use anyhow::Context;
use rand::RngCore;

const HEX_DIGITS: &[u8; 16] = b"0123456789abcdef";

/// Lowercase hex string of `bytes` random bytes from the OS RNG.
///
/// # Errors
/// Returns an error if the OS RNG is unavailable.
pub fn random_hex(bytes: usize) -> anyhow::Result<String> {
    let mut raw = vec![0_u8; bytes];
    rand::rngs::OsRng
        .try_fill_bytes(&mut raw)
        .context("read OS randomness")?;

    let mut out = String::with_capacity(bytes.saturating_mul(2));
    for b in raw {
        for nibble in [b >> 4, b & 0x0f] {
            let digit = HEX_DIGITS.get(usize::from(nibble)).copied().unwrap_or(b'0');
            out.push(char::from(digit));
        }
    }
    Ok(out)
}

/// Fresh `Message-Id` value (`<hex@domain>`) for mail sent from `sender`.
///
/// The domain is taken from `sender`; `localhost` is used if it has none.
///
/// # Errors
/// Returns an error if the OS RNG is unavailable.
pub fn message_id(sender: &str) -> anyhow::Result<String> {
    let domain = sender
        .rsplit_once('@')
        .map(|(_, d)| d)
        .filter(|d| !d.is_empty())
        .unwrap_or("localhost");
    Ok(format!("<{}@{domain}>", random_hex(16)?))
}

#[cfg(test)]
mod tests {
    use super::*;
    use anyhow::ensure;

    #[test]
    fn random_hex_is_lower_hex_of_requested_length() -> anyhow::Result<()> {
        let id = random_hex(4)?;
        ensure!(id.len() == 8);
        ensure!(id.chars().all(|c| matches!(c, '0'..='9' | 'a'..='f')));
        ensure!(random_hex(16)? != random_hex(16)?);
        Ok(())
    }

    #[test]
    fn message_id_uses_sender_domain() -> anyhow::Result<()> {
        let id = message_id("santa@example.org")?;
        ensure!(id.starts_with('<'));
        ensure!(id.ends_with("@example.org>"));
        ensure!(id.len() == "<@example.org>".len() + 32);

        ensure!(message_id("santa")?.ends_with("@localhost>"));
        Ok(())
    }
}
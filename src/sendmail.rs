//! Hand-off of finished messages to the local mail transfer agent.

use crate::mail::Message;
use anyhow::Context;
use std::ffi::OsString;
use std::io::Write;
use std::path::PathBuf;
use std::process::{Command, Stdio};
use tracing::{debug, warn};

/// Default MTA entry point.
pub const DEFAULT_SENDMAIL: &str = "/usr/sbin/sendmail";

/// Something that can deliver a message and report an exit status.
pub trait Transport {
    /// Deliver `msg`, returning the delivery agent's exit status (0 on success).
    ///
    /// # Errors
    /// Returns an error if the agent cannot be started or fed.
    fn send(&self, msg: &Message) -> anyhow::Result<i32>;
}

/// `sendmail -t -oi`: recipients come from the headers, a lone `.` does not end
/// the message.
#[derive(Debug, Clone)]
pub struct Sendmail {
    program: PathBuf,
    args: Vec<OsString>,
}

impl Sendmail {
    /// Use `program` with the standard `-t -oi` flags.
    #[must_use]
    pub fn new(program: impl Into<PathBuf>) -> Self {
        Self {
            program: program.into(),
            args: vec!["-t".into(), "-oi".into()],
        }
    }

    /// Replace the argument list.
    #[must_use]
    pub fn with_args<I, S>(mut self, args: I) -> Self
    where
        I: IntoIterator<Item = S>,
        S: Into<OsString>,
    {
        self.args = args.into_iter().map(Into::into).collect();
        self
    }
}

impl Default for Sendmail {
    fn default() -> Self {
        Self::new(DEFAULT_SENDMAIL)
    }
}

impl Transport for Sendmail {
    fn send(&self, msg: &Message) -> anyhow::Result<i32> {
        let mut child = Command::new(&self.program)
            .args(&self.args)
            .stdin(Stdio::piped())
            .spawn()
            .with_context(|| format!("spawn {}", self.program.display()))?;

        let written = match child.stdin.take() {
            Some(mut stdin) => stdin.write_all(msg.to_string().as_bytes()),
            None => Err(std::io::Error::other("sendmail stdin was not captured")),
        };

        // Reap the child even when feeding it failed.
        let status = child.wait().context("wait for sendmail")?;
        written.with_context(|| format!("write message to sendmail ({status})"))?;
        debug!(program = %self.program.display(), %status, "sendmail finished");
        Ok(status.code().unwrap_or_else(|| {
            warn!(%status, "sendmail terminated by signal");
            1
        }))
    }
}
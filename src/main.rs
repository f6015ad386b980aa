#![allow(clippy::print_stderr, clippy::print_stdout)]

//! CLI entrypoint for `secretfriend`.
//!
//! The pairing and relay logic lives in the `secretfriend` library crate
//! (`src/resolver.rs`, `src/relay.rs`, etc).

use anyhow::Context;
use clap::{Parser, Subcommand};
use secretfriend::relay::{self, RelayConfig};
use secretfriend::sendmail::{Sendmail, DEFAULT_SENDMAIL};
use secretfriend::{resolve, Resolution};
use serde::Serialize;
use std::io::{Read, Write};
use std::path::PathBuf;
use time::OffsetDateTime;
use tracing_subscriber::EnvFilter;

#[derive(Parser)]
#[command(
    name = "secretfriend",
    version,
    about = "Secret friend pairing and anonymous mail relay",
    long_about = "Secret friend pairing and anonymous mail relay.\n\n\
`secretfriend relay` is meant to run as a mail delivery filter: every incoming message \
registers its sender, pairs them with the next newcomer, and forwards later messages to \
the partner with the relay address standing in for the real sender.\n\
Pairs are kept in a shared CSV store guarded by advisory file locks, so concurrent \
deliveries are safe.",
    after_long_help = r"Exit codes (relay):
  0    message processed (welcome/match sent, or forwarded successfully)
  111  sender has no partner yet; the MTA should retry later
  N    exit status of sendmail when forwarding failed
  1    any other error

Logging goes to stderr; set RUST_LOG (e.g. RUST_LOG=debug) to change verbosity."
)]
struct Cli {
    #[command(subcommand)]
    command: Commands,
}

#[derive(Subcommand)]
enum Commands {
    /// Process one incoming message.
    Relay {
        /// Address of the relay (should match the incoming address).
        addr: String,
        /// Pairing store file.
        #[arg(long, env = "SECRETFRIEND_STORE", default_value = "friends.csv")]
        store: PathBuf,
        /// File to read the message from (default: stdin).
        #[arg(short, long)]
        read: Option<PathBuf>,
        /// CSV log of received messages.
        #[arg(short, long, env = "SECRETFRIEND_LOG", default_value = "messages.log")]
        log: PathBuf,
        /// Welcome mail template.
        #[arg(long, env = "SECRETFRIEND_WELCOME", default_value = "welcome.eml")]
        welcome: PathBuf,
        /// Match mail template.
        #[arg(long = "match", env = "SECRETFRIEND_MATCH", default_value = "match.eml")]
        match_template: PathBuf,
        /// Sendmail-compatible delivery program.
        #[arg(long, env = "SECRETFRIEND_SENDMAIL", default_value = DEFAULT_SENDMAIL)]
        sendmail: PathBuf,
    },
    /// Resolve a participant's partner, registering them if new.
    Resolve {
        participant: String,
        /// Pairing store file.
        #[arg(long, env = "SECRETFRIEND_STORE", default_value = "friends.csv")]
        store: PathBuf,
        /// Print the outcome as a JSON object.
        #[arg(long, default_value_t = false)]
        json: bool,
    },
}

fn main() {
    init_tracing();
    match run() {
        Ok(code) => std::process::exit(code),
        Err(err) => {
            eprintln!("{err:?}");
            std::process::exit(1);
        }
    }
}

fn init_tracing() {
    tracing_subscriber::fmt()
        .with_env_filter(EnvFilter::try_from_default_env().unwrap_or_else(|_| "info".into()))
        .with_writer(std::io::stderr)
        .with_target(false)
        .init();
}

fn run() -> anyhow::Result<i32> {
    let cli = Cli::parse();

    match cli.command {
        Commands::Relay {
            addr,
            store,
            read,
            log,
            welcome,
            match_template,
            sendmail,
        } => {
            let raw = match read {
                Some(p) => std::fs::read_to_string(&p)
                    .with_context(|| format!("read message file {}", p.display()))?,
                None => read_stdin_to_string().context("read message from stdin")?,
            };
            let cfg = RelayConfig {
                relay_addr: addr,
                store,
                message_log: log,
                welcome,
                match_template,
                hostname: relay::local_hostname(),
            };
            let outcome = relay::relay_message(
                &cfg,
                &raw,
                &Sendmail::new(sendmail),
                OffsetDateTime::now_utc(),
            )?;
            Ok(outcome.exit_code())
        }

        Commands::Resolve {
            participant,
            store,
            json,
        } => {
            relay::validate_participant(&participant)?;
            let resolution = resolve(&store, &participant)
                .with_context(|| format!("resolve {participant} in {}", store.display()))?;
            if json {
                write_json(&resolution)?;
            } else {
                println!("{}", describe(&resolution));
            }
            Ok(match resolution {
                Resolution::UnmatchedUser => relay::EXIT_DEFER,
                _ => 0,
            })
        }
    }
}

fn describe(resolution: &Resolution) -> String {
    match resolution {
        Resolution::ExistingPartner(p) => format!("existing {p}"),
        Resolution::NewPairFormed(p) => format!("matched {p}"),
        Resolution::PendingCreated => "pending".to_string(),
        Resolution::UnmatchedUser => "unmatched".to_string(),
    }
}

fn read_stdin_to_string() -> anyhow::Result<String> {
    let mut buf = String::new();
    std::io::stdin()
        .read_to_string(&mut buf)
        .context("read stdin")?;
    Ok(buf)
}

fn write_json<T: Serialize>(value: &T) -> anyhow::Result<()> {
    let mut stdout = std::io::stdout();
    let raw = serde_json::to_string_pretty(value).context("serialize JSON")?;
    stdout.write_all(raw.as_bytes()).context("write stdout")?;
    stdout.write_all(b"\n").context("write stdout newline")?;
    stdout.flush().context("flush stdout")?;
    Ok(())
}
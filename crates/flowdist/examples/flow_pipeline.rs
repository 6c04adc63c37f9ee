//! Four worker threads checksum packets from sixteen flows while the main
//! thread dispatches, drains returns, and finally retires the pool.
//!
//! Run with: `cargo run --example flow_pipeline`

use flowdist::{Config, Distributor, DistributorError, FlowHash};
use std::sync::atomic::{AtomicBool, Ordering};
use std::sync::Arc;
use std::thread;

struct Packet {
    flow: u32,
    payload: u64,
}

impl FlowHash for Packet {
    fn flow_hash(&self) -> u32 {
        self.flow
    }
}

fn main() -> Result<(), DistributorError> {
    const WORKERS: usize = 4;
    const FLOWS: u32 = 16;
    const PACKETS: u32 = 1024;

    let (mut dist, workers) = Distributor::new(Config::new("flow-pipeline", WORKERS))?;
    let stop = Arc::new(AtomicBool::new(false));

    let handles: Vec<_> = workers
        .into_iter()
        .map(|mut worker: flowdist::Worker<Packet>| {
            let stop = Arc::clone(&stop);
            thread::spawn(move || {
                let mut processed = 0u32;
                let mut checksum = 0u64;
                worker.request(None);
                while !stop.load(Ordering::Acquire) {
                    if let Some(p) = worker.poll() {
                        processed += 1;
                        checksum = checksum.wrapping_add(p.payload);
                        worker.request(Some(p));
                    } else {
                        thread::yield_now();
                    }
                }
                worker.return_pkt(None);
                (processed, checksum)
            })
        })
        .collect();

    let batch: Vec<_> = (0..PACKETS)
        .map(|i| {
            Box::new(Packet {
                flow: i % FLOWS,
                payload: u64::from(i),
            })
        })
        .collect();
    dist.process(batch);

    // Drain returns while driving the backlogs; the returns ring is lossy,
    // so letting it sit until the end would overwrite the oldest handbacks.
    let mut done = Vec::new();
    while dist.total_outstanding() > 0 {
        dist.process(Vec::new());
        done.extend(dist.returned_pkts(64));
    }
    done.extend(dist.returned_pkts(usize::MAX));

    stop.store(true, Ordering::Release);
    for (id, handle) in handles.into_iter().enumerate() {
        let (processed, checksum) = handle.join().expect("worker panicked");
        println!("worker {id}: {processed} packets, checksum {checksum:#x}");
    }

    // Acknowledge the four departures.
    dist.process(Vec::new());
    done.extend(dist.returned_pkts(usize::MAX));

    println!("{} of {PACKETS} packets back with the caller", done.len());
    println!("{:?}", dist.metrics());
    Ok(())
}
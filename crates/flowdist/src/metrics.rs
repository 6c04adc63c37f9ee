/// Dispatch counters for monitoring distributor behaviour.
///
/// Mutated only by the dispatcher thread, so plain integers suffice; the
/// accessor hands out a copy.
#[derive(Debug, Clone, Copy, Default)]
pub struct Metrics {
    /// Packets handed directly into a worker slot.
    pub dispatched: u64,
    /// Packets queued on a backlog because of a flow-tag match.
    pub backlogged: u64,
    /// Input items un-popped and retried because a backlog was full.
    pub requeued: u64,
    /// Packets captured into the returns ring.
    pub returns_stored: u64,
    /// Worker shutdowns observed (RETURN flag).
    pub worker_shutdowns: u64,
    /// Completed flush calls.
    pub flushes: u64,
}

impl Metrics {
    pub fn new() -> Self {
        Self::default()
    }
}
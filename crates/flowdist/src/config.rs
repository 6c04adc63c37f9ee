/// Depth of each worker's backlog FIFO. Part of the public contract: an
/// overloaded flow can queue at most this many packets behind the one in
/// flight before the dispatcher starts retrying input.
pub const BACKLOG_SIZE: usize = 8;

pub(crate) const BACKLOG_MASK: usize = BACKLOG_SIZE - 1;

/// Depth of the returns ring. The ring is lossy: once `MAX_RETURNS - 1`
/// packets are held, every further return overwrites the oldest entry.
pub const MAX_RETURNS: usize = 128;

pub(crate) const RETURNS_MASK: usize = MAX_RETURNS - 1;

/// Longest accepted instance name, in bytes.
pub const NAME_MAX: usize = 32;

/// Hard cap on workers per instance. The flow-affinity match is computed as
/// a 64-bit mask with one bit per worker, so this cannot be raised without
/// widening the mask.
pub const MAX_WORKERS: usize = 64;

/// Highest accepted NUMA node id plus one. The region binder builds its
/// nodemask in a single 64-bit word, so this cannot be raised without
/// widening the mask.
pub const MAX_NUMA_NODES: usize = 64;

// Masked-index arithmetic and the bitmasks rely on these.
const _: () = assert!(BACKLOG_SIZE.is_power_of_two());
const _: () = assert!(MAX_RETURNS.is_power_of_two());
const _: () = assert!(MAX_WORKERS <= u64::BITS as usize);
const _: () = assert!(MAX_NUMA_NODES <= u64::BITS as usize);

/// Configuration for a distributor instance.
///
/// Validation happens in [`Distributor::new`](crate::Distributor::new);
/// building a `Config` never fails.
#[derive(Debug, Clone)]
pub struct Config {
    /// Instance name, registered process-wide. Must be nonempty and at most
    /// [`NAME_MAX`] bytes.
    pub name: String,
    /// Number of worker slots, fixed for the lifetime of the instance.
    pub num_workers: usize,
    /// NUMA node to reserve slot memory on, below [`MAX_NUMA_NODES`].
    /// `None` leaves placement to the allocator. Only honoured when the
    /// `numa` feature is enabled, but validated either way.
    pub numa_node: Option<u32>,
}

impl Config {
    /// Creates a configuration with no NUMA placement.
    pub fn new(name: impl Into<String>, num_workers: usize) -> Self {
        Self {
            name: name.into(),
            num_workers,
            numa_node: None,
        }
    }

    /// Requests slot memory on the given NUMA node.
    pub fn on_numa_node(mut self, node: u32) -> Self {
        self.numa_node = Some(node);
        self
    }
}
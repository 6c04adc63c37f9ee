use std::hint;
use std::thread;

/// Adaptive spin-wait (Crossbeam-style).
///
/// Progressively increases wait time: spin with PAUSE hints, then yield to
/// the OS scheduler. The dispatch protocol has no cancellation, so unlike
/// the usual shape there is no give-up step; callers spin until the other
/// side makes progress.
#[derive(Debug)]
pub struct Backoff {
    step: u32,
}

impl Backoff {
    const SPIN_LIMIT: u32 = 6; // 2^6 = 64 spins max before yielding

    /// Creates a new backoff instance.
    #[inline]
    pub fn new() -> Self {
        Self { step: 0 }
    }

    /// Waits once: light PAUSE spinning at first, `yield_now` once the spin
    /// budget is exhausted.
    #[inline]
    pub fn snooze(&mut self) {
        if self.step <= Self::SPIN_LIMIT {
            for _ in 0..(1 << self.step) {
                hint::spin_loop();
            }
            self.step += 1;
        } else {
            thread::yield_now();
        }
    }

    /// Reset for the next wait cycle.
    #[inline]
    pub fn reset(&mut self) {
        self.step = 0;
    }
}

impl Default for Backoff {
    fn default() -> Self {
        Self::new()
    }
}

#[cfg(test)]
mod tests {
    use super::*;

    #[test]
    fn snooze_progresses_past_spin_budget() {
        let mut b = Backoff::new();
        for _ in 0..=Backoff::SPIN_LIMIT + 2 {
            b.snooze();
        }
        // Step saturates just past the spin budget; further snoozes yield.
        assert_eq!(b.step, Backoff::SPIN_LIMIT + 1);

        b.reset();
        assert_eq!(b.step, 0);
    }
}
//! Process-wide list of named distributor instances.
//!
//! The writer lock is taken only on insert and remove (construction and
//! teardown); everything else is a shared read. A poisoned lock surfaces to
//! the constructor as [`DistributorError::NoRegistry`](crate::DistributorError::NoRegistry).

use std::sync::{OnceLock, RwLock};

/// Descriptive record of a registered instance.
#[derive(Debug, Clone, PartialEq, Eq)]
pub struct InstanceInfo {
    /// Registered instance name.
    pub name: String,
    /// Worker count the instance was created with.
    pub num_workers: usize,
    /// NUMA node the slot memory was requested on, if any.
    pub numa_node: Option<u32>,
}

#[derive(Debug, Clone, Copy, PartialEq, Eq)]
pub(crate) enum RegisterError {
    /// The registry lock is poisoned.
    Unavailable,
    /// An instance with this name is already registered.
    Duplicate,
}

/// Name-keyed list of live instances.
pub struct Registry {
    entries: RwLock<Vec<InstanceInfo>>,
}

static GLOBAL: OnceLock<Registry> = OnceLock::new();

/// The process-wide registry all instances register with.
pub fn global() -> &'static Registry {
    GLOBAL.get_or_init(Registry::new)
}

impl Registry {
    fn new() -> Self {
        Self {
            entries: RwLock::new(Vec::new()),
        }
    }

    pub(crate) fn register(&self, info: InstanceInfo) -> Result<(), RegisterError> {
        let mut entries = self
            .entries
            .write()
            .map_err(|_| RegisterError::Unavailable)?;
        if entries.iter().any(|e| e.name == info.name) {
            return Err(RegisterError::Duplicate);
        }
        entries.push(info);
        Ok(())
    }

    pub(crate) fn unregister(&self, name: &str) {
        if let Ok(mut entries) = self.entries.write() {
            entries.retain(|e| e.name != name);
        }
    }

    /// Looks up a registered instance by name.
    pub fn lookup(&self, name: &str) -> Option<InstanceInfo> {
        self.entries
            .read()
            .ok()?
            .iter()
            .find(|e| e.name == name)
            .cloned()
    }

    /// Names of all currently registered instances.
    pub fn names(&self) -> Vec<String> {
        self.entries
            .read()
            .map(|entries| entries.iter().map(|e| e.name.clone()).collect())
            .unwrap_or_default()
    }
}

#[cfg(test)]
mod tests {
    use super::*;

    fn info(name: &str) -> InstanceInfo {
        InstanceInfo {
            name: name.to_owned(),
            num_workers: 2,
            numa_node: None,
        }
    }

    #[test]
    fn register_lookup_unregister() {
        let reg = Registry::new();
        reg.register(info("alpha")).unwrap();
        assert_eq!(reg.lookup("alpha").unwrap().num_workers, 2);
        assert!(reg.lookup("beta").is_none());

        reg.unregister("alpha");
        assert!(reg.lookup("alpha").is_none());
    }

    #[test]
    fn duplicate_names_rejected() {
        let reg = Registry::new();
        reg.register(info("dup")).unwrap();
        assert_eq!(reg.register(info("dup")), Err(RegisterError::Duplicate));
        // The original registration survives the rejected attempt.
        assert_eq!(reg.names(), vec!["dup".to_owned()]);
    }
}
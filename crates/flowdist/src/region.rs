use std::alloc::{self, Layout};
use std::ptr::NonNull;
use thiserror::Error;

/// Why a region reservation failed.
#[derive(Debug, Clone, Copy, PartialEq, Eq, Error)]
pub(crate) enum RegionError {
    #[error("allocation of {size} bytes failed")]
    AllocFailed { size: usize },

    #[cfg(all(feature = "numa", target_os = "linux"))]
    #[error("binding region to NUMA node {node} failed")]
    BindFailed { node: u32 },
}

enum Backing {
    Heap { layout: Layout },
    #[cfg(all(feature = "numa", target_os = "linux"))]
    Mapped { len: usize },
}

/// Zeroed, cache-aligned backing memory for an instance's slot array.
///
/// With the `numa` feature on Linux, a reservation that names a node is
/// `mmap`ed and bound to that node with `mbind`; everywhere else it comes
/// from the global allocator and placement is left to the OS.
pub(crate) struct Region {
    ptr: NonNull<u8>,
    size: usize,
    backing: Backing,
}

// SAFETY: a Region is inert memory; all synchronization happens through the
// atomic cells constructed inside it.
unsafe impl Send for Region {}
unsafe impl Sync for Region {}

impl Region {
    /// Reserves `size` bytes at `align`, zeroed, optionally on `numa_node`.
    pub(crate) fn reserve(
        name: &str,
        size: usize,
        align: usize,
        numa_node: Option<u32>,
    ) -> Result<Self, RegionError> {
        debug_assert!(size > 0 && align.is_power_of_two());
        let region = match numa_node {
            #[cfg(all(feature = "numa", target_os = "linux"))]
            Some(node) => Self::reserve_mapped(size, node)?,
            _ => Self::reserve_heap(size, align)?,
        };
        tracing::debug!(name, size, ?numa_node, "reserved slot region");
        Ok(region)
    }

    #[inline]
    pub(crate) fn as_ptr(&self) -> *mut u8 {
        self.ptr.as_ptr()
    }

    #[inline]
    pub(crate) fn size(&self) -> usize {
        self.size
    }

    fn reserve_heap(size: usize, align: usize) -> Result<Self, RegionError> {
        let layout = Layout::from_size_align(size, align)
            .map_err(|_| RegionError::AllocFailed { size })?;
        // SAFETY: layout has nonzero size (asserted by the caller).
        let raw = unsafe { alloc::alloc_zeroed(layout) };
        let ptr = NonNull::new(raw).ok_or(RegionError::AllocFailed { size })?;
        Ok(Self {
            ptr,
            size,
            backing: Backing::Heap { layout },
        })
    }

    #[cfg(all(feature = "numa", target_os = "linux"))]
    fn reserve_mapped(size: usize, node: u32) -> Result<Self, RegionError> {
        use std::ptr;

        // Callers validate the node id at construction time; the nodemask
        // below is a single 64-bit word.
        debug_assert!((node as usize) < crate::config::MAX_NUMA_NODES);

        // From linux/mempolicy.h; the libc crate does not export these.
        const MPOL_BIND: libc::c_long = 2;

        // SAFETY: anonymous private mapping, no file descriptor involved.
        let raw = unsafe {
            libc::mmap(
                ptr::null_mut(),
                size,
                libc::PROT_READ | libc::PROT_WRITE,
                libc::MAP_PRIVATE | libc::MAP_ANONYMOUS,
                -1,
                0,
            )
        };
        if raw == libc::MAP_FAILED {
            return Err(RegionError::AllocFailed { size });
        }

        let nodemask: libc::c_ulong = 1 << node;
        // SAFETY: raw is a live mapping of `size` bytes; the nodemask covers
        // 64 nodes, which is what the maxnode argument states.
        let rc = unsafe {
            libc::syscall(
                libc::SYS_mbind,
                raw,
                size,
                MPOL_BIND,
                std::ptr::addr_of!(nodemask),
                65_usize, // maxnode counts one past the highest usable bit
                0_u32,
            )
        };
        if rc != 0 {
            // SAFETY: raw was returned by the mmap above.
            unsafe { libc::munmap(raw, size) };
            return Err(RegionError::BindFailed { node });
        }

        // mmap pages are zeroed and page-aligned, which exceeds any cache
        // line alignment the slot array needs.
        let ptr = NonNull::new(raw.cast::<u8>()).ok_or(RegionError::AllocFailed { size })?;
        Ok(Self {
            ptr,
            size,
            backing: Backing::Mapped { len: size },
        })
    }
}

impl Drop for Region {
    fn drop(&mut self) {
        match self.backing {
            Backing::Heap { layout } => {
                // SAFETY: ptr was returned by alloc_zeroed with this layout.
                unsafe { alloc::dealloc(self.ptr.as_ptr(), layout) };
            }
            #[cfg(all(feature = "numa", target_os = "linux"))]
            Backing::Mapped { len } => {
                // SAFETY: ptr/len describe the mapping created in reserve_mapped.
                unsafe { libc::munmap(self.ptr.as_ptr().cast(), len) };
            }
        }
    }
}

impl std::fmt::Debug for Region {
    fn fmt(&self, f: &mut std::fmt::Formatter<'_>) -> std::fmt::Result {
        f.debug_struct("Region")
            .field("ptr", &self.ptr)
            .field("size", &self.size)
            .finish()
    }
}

....

- **Task details**: Gather from the data above every line with the string "messages".

- **Answer box**:
//! Hand-off of finished messages to the local mail transfer agent.
registers its sender, pairs them with the next newcomer, and forwards later messages to \
        /// CSV log of received messages.
        #[arg(short, long, env = "SECRETFRIEND_LOG", default_value = "messages.log")]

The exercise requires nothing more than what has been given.